Boehner, Reid preparing to move on debt limit


WASHINGTON (AP) — Democratic and Republican congressional leaders shopped competing debt-crisis solutions and President Barack Obama canceled fundraising appearances Monday, as a politically gridlocked capital lurched into a climactic last full week before the Aug. 2 default deadline.

Even amid acknowledgments by U.S. leaders of the need to reassure jittery investors, world markets fell and both the Dow Jones and Standard & Poor’s 500 opened down at Wall Street’s opening bell with the Aug. 2 deadline to raise the government’s borrowing limit fast approaching.

Efforts to break the impasse intensified Monday as Republican Speaker John Boehner and Senate Democratic Leader Harry Reid planned to lobby their deficit reduction plans with their respective House and Senate caucuses after the Obama White House and Congress made little apparent headway in private talks over a long, steamy weekend.

Boehner was set to meet with his chamber’s Republicans to discuss the GOP’s clash with Obama over extending the government’s borrowing authority. The Ohio Republican planned to unveil a new debt ceiling plan at the GOP meeting and post it online later in the day, a spokesman said.

Aides said Boehner’s plan was a two-step process, with an immediate $1.2 trillion in cuts and spending caps coupled with a $900 billion debt ceiling increase, followed by creation of a congressional committee charged with producing nearly $2 trillion in additional cuts. The debt ceiling needs to be increased by about $2.4 trillion to last until 2013, the time frame that Obama and Democrats are insisting on, but which would not be immediately permitted under Boehner’s plan.

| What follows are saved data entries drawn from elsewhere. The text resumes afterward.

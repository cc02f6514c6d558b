//! Representation hops and conversions to integer types.

use crate::consts::DEC_UNIT_DIGITS;
use crate::context::DecContext;
use crate::error::{IonError, IonResult};
use crate::value::IonInt;

use super::math::Dec;
use super::{BigDecimal, Class, IonDecimal, Quad, BITS_INF, BITS_NAN, BITS_SIGN};

impl BigDecimal {
    pub(crate) fn to_dec(&self) -> Dec {
        match self.class() {
            Class::Nan => Dec::nan(),
            Class::Infinite => Dec::infinity(self.is_negative()),
            Class::Finite => {
                let mut mag = Vec::with_capacity(self.digits as usize);
                for (i, unit) in self.lsu.iter().enumerate().rev() {
                    let mut chunk = [0u8; DEC_UNIT_DIGITS as usize];
                    let mut v = *unit;
                    for slot in chunk.iter_mut().rev() {
                        *slot = (v % 10) as u8;
                        v /= 10;
                    }
                    if i + 1 == self.lsu.len() {
                        // Most significant unit: skip its leading zeros.
                        let significant =
                            self.digits as usize - (self.lsu.len() - 1) * DEC_UNIT_DIGITS as usize;
                        mag.extend_from_slice(&chunk[DEC_UNIT_DIGITS as usize - significant..]);
                    } else {
                        mag.extend_from_slice(&chunk);
                    }
                }
                Dec {
                    sign: self.is_negative(),
                    exp: self.exponent as i64,
                    mag,
                    class: Class::Finite,
                }
            }
        }
    }

    /// Build from working form; the exponent is assumed to be in `i32`
    /// range (the arithmetic core keeps it there for representable input).
    pub(crate) fn from_dec_unchecked(d: Dec) -> Self {
        match d.class {
            Class::Nan => Self {
                digits: 1,
                exponent: 0,
                bits: BITS_NAN | if d.sign { BITS_SIGN } else { 0 },
                lsu: vec![0],
            },
            Class::Infinite => Self {
                digits: 1,
                exponent: 0,
                bits: BITS_INF | if d.sign { BITS_SIGN } else { 0 },
                lsu: vec![0],
            },
            Class::Finite => {
                let digits = d.mag.len() as u32;
                let units = crate::consts::number_units(digits);
                let mut lsu = Vec::with_capacity(units);
                let mut i = d.mag.len();
                while i > 0 {
                    let start = i.saturating_sub(DEC_UNIT_DIGITS as usize);
                    let mut unit: u32 = 0;
                    for digit in &d.mag[start..i] {
                        unit = unit * 10 + *digit as u32;
                    }
                    lsu.push(unit);
                    i = start;
                }
                Self {
                    digits,
                    exponent: d.exp as i32,
                    bits: if d.sign { BITS_SIGN } else { 0 },
                    lsu,
                }
            }
        }
    }
}

impl IonDecimal {
    pub(crate) fn to_dec(&self) -> Dec {
        match self {
            Self::Quad(q) => q.to_dec(),
            Self::Number { value, .. } => value.to_dec(),
        }
    }

    /// Convert to `i32`. Fails with [`IonError::NumericOverflow`] when the
    /// value has a fractional part and with [`IonError::InvalidArg`] when
    /// it is non-finite or out of range. The context's status flags are
    /// left as they were.
    pub fn to_int32(&self, _ctx: &mut DecContext) -> IonResult<i32> {
        let (negative, magnitude) = self.exact_integer_parts()?;
        if negative {
            if magnitude > i32::MIN.unsigned_abs() as u128 {
                return Err(IonError::InvalidArg("decimal magnitude exceeds i32 range"));
            }
            Ok((magnitude as i64).wrapping_neg() as i32)
        } else {
            i32::try_from(magnitude)
                .map_err(|_| IonError::InvalidArg("decimal magnitude exceeds i32 range"))
        }
    }

    /// Convert to `u32`; the negative-zero quad converts to zero.
    pub fn to_uint32(&self, _ctx: &mut DecContext) -> IonResult<u32> {
        let (negative, magnitude) = self.exact_integer_parts()?;
        if negative && magnitude != 0 {
            return Err(IonError::InvalidArg("negative decimal cannot convert to u32"));
        }
        u32::try_from(magnitude)
            .map_err(|_| IonError::InvalidArg("decimal magnitude exceeds u32 range"))
    }

    /// Convert to an arbitrary-precision integer. Requires
    /// [`IonDecimal::is_integer`].
    pub fn to_big_int(&self) -> IonResult<IonInt> {
        if !self.is_integer() {
            return Err(IonError::InvalidArg("decimal is not an integer"));
        }
        let d = self.to_dec();
        Ok(IonInt::from_decimal_digits(
            d.sign,
            &d.mag,
            d.exp as usize,
        ))
    }

    /// Sign and magnitude of an exactly integral value.
    fn exact_integer_parts(&self) -> IonResult<(bool, u128)> {
        let d = self.to_dec();
        if !d.is_finite() {
            return Err(IonError::InvalidArg("non-finite decimal cannot convert to an integer"));
        }
        let mut magnitude: u128 = 0;
        for digit in &d.mag {
            magnitude = magnitude
                .checked_mul(10)
                .and_then(|m| m.checked_add(*digit as u128))
                .ok_or(IonError::InvalidArg("decimal magnitude exceeds integer range"))?;
        }
        let mut exp = d.exp;
        while exp > 0 && magnitude != 0 {
            magnitude = magnitude
                .checked_mul(10)
                .ok_or(IonError::InvalidArg("decimal magnitude exceeds integer range"))?;
            exp -= 1;
        }
        while exp < 0 {
            if magnitude % 10 != 0 {
                // Discarding nonzero fraction digits would be inexact.
                return Err(IonError::NumericOverflow);
            }
            magnitude /= 10;
            exp += 1;
        }
        Ok((d.sign, magnitude))
    }
}

impl From<Quad> for IonDecimal {
    fn from(quad: Quad) -> Self {
        Self::Quad(quad)
    }
}

impl From<BigDecimal> for IonDecimal {
    fn from(number: BigDecimal) -> Self {
        Self::from_number(number)
    }
}
//! The recursive matching engine.

use tracing::trace;

use crate::error::{IonError, IonResult};
use crate::reader::IonReader;

use super::{Extractor, ALL_PATHS_ACTIVE};

impl<'a> Extractor<'a> {
    /// Process one container level. `prev_actives` carries the paths whose
    /// prefixes matched through the previous depth. Returns the number of
    /// levels still to unwind for a pending step-out directive (zero when
    /// processing should continue normally).
    pub(super) fn match_helper(
        &mut self,
        reader: &mut dyn IonReader,
        depth: usize,
        prev_actives: u64,
    ) -> IonResult<usize> {
        debug_assert!(prev_actives != 0, "a depth with no active paths is never entered");
        let mut ordinal: i64 = 0;
        while let Some(ion_type) = reader.next()? {
            // Each value at depth N can match any path still active from
            // depth N - 1.
            let (cur_actives, step_out) = if depth > 0 {
                self.evaluate_predicates(reader, depth, ordinal, prev_actives)?
            } else {
                // Everything matches at depth 0; the outer frame exists
                // only to recurse into the top-level values.
                (ALL_PATHS_ACTIVE, 0)
            };
            ordinal += 1;
            if step_out > 0 {
                trace!(depth, step_out, "honoring step-out directive");
                return Ok(step_out);
            }
            if ion_type.is_container() && !reader.is_null() && cur_actives != 0 {
                reader.step_in()?;
                let pending = self.match_helper(reader, depth + 1, cur_actives)?;
                reader.step_out()?;
                if pending > 1 {
                    return Ok(pending - 1);
                }
            }
        }
        Ok(0)
    }

    /// Evaluate every active path's component at this depth against the
    /// current value, firing callbacks for terminal matches in ascending
    /// path-id order. All peers are evaluated before any step-out request
    /// is honored; the largest request wins, clamped to this depth.
    fn evaluate_predicates(
        &mut self,
        reader: &mut dyn IonReader,
        depth: usize,
        ordinal: i64,
        prev_actives: u64,
    ) -> IonResult<(u64, usize)> {
        debug_assert!(depth > 0);
        let field_name = reader.field_name().cloned();
        let mut cur_actives: u64 = 0;
        let mut step_out: usize = 0;

        for path_id in 0..self.matchers.len() {
            if prev_actives & (1 << path_id) == 0 {
                continue;
            }
            // A path shorter than this depth has no component here; it
            // was only carried along by a terminal match above.
            let Some(stored) = self.component(depth - 1, path_id) else {
                continue;
            };
            if !stored.component.matches(field_name.as_ref(), ordinal) {
                continue;
            }
            if stored.is_terminal {
                trace!(path_id, depth, ordinal, "path matched");
                let depth_before = reader.depth();
                let matcher = &mut self.matchers[path_id];
                let control = (matcher.callback)(reader, matcher.handle)?;
                if reader.depth() != depth_before {
                    return Err(IonError::InvalidState(
                        "callback must return the reader at the depth it received it",
                    ));
                }
                step_out = step_out.max(control.requested_step_out());
            }
            cur_actives |= 1 << path_id;
        }
        Ok((cur_actives, step_out.min(depth)))
    }
}
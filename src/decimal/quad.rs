//! Fixed-representation internals and the wire-facing quad helpers.

use crate::consts::{BILLION, DECQUAD_EMAX, DECQUAD_EMIN, DECQUAD_PMAX};
use crate::error::{IonError, IonResult};

use super::math::Dec;
use super::{BigDecimal, Class, Quad, BITS_INF, BITS_NAN, BITS_SIGN};

/// Number of significant digits in a quad coefficient.
pub(crate) fn coeff_digits(coeff: u128) -> u32 {
    if coeff == 0 {
        return 1;
    }
    let mut digits = 0;
    let mut v = coeff;
    while v > 0 {
        digits += 1;
        v /= 10;
    }
    digits
}

impl Quad {
    /// A quiet NaN.
    pub const fn nan() -> Self {
        Self {
            coeff: 0,
            exponent: 0,
            flags: BITS_NAN,
        }
    }

    /// An infinity with the given sign.
    pub const fn infinity(negative: bool) -> Self {
        Self {
            coeff: 0,
            exponent: 0,
            flags: if negative { BITS_INF | BITS_SIGN } else { BITS_INF },
        }
    }

    pub(crate) fn to_dec(self) -> Dec {
        match self.class() {
            Class::Nan => Dec::nan(),
            Class::Infinite => Dec::infinity(self.is_negative()),
            Class::Finite => {
                let mut mag = Vec::with_capacity(DECQUAD_PMAX as usize);
                let mut v = self.coeff;
                if v == 0 {
                    mag.push(0);
                } else {
                    while v > 0 {
                        mag.push((v % 10) as u8);
                        v /= 10;
                    }
                    mag.reverse();
                }
                Dec {
                    sign: self.is_negative(),
                    exp: self.exponent as i64,
                    mag,
                    class: Class::Finite,
                }
            }
        }
    }

    /// Pack a working-form value into a quad, if it fits: at most 34
    /// significant digits and an exponent inside the decimal128 range.
    pub(crate) fn pack(d: &Dec) -> Option<Self> {
        match d.class {
            Class::Nan => Some(Self::nan()),
            Class::Infinite => Some(Self::infinity(d.sign)),
            Class::Finite => {
                if d.mag.len() > DECQUAD_PMAX as usize {
                    return None;
                }
                if d.exp < DECQUAD_EMIN as i64 || d.exp > DECQUAD_EMAX as i64 {
                    return None;
                }
                let mut coeff: u128 = 0;
                for digit in &d.mag {
                    coeff = coeff * 10 + *digit as u128;
                }
                Some(Self {
                    coeff,
                    exponent: d.exp as i32,
                    flags: if d.sign { BITS_SIGN } else { 0 },
                })
            }
        }
    }

    /// Widen to the variable representation. This is also the scratch
    /// conversion behind mixed-representation comparison and arithmetic.
    pub fn to_number(&self) -> BigDecimal {
        BigDecimal::from_dec_unchecked(self.to_dec())
    }

    /// Build a quad from a 64-bit coefficient and an exponent, as the
    /// binary reader decodes decimals from the wire. `is_negative_zero`
    /// distinguishes `-0d0` from `0d0`, whose coefficients are identical.
    pub fn from_digits_and_exponent(value: i64, exp: i32, is_negative_zero: bool) -> Self {
        let negative = value < 0 || (value == 0 && is_negative_zero);
        // Accumulate nine decimal digits per step, mirroring the
        // billion-chunk packing the writers use.
        let mut unsigned = value.unsigned_abs();
        let mut coeff: u128 = 0;
        let mut multiplier: u128 = 1;
        while unsigned > 0 {
            let nine_digits = unsigned % BILLION;
            unsigned /= BILLION;
            coeff += multiplier * nine_digits as u128;
            multiplier *= BILLION as u128;
        }
        Self {
            coeff,
            exponent: exp,
            flags: if negative { BITS_SIGN } else { 0 },
        }
    }

    /// Extract a finite, integral, non-negative quad as an `i64`,
    /// truncating toward zero nine digits at a time. The writers use this
    /// for coefficients known to fit the wire's 64-bit field.
    pub fn to_int64(&self) -> IonResult<i64> {
        if self.class() != Class::Finite {
            return Err(IonError::InvalidArg("to_int64 requires a finite decimal"));
        }
        if self.is_negative() && self.coeff != 0 {
            return Err(IonError::InvalidArg("to_int64 requires a non-negative decimal"));
        }
        if self.exponent < 0 {
            return Err(IonError::InvalidArg("to_int64 requires an integral decimal"));
        }
        let mut magnitude = self.coeff;
        let mut exp = self.exponent;
        while exp > 0 {
            magnitude = magnitude
                .checked_mul(10)
                .ok_or(IonError::NumericOverflow)?;
            exp -= 1;
        }
        i64::try_from(magnitude).map_err(|_| IonError::NumericOverflow)
    }

    /// Approximate this quad as a binary double: normalize the coefficient
    /// into the 53-bit mantissa, tracking the binary exponent shifted off,
    /// then reapply the sign and both exponents.
    pub fn to_f64(&self) -> f64 {
        match self.class() {
            Class::Nan => return f64::NAN,
            Class::Infinite => {
                return if self.is_negative() {
                    f64::NEG_INFINITY
                } else {
                    f64::INFINITY
                };
            }
            Class::Finite => {}
        }
        let mut magnitude = self.coeff;
        let mut exp_base_2 = 0i32;
        while magnitude >= 1u128 << 53 {
            magnitude >>= 1;
            exp_base_2 += 1;
        }
        let mut value = magnitude as f64;
        if exp_base_2 != 0 {
            value *= 2f64.powi(exp_base_2);
        }
        if self.exponent != 0 {
            value *= 10f64.powi(self.exponent);
        }
        if self.is_negative() {
            value = -value;
        }
        value
    }
}

#[cfg(test)]
mod tests {
    use super::*;

    #[test]
    fn digit_count() {
        assert_eq!(coeff_digits(0), 1);
        assert_eq!(coeff_digits(9), 1);
        assert_eq!(coeff_digits(10), 2);
        assert_eq!(coeff_digits(10u128.pow(33)), 34);
    }

    #[test]
    fn digits_and_exponent_round_trip() {
        let quad = Quad::from_digits_and_exponent(1234567890123456789, 0, false);
        assert_eq!(quad.to_int64().expect("fits"), 1234567890123456789);

        let negative_zero = Quad::from_digits_and_exponent(0, -1, true);
        assert!(negative_zero.is_negative());
        assert_eq!(negative_zero.coeff, 0);
        assert_eq!(negative_zero.exponent, -1);
    }

    #[test]
    fn to_int64_rejects_fractions() {
        let quad = Quad {
            coeff: 15,
            exponent: -1,
            flags: 0,
        };
        assert!(quad.to_int64().is_err());
    }

    #[test]
    fn to_f64_applies_both_exponents() {
        let quad = Quad {
            coeff: 25,
            exponent: -1,
            flags: BITS_SIGN,
        };
        assert_eq!(quad.to_f64(), -2.5);

        let big = Quad {
            coeff: 1u128 << 60,
            exponent: 0,
            flags: 0,
        };
        let expected = (1u128 << 60) as f64;
        assert!((big.to_f64() - expected).abs() / expected < 1e-10);
    }
}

Instead Boehner’s plan would condition the full debt ceiling increase until 2013 on congressional approval of his proposal. Boehner’s plan also requires both the House and the Senate to vote on a balanced budget amendment, a goal of conservatives. But the increase in the debt limit is not directly tied to the balanced budget amendment issue.

Reid called Boehner’s proposal “a nonstarter in the Senate and with the president” because it would permit only a short-term increase of the sort that has already been rejected by Democrats. Boehner’s office rejected that description.